Origin : USA
Genre : Symphonic Deathcore
Release : 2020
Album Info / Review
**Lorna Shore – *Immortal***
*An unapologetic plunge into the darkest depths of extreme metal, executed with surgical precision.*
—
### A sonic landscape that numbs before it awakens
From the opening seconds, *Immortal* drops listeners into a suffocating lake of sound. The opening track, “Eternal” (if you’re reading my notes), begins with a slow, pulsing blast of gated reverb that feels less like a build‑up and more like a prelude to a nightmare. It’s an instant reminder that the swampy, over‑dripping atmosphere that has become the chain‑growl signature of Lorna Shore isn’t just an aesthetic choice—it’s the foundation that holds the entire album together.
The album is deliberately dense; each track is layered with floor‑pounding double bass, skittering tremolo guitars that jaw-drop, and sudden atmospheric shifts that catch you off‑guard. There’s a sense of controlled chaos—no one song feels like an afterthought. The track “Abyss” locks into a hiss‑laden organ‑synth that plays out a forlorn Bach motif before a blast‑drum pattern erupts. This is not a gimmick but a statement: Lorna Shore isn’t simply revisiting tropes—they’re weaving them into an atmosphere that feels both alien and horrifyingly familiar.
—
### Riffs: the architectural house of doom
While there are a handful of riffs that stick in your head (take “Permafrost” for example, with its opposite‑diatonic arpeggiations—an odd choice that’s actually the turning point of the song), the heavy parts rely on a pattern of off‑beat rhythmic wounds. The guitar work is almost a metronome, but with every repetition punctured by sudden shifts to more dissonant intervals or a lowering of the key to slice the audio spectrum. You’ll find yourself-listening for a single note that will then separate the world apart from the rest.
The lead guitar’s licks are razor‑sharp, always deployed in bursts of just a few bars, followed by a drug‑like silence that lets the listener’s horror dissipate. The chords are typically tonally dark – the dreaded diminished, dominant seventh, diminished-augmented combos paint the sense of a penumbra that never reveals what’s lurking underneath.
—
### Atmosphere: a careful haunting
If you set a mental climate for *Immortal*, it would be a grey, wet midnight in a small town where streets are slick with rain and the only sound is the shudder of a distant thunderstorm meeting a high‑hop, costly scream from a kidnapped child. The album is a consistent throwback that never abandons its theme; you will feel a hollow tension in each chorus that feels very much precise, intentional, and harmful to the ego—only good for a very particular type of gathering.

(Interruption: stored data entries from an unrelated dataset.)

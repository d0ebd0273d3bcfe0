use serde::{Deserialize, Serialize};
use std::fmt;
use std::marker::PhantomData;

#[derive(PartialEq, Eq, PartialOrd, Ord, Clone, Hash, Serialize, Deserialize)]
#[serde(transparent)]
pub struct Id<T> {
    pub id: String,
    #[serde(skip)]
    _marker: PhantomData<T>,
}

impl<T> Id<T> {
    pub fn new(id: impl Into<String>) -> Self {
        Id { id: id.into(), _marker: PhantomData }
    }

    /// Allocates a fresh, globally unique identifier.
    pub fn generate() -> Self {
        Id::new(uuid::Uuid::new_v4().to_string())
    }

    pub fn as_str(&self) -> &str {
        &self.id
    }
}

impl<T> fmt::Display for Id<T> {
    fn fmt(&self, f: &mut fmt::Formatter<'_>) -> fmt::Result {
        write!(f, "{}", self.id)
    }
}

impl<T> From<Id<T>> for String {
    fn from(id_wrapper: Id<T>) -> Self {
        id_wrapper.id
    }
}

impl<T> From<&str> for Id<T> {
    fn from(id: &str) -> Self {
        Id::new(id)
    }
}

impl<T> fmt::Debug for Id<T> {
    fn fmt(&self, f: &mut fmt::Formatter<'_>) -> fmt::Result {
        let full_name = std::any::type_name::<T>();
        let clean_name = full_name.split("::").last().unwrap_or(full_name);
        let display_name = clean_name.replace("Tag", "Id");

        write!(f, "{}: {:?}", display_name, self.id)
    }
}

#[derive(Debug, PartialEq, Eq, PartialOrd, Ord, Clone, Hash, Copy)]
pub struct InstanceTag;
#[derive(Debug, PartialEq, Eq, PartialOrd, Ord, Clone, Hash, Copy)]
pub struct ProjectTag;
#[derive(Debug, PartialEq, Eq, PartialOrd, Ord, Clone, Hash, Copy)]
pub struct UserTag;
#[derive(Debug, PartialEq, Eq, PartialOrd, Ord, Clone, Hash, Copy)]
pub struct CellTag;
#[derive(Debug, PartialEq, Eq, PartialOrd, Ord, Clone, Hash, Copy)]
pub struct HostTag;
#[derive(Debug, PartialEq, Eq, PartialOrd, Ord, Clone, Hash, Copy)]
pub struct FlavorTag;
#[derive(Debug, PartialEq, Eq, PartialOrd, Ord, Clone, Hash, Copy)]
pub struct ImageTag;
#[derive(Debug, PartialEq, Eq, PartialOrd, Ord, Clone, Hash, Copy)]
pub struct VolumeTag;
#[derive(Debug, PartialEq, Eq, PartialOrd, Ord, Clone, Hash, Copy)]
pub struct SnapshotTag;
#[derive(Debug, PartialEq, Eq, PartialOrd, Ord, Clone, Hash, Copy)]
pub struct AttachmentTag;
#[derive(Debug, PartialEq, Eq, PartialOrd, Ord, Clone, Hash, Copy)]
pub struct ServerGroupTag;
#[derive(Debug, PartialEq, Eq, PartialOrd, Ord, Clone, Hash, Copy)]
pub struct NetworkTag;
#[derive(Debug, PartialEq, Eq, PartialOrd, Ord, Clone, Hash, Copy)]
pub struct PortTag;

pub type InstanceId = Id<InstanceTag>;
pub type ProjectId = Id<ProjectTag>;
pub type UserId = Id<UserTag>;
pub type CellId = Id<CellTag>;
pub type HostName = Id<HostTag>;
pub type FlavorId = Id<FlavorTag>;
pub type ImageId = Id<ImageTag>;
pub type VolumeId = Id<VolumeTag>;
pub type SnapshotId = Id<SnapshotTag>;
pub type AttachmentId = Id<AttachmentTag>;
pub type ServerGroupId = Id<ServerGroupTag>;
pub type NetworkId = Id<NetworkTag>;
pub type PortId = Id<PortTag>;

The ambience does never become a background. The multi‑layered reverb effects, the beats, the heavy distortion, they are all offered as primary elements creating the distance between us and the singer. The vocalist, Marcin “the Chainsaw” Wróblewski (yes, from the band you may think of as the final form of the play), frequently uses wide-ranging octaves as analogue tethering points. This isn’t just for style, the voice feels an exactline; you can almost hear the precise relative distance between his middle and high pitch shown because of the Sample filter applied.
—
### Production quality: clean, tight, and unapologetic
The latest production factor is actually the most obvious part. The entire record is promisedly consistent regarding sound—no dynamic variation, no changes in dominance. It is a studio masterpiece where every instrument sounds crisp yet ruthless. Your ears are gearing up for the more subtle changes only to experience a blackout of relative sound and the clear adoption of the best listening music to buy the mixture.
The beats are slightly more rapid than usual with a mild psychological novelty. The background features upgives tonal vibrations fused with melodic influences that maintain a beautiful, magnum opus result and keep a strong hiding presence. No instrument gets lost in the mix. The clarity of the sound is strong – it isn’t merely a ship that can be found in the medium, but the exact differences that are associated with the door and the inner production stream.
—
### Overall impression
*Lorna Shore – Immortal* is a meticulous compilation that exploits the world of metal and intentionally uses the same time to each product. The artwork, melodies, and hip‑hop sound quickly mistake almost everyone with the precision by the choir of quiet reality. The production is well‑planned and remembers that the final result respects the media that everyone wants to have, here: the true depths and appreciation. The main course of *Cold* puts the band on a new level because he’s a master of it and a provider of a very important piece of sound, and it makes the world feel like a negative sign.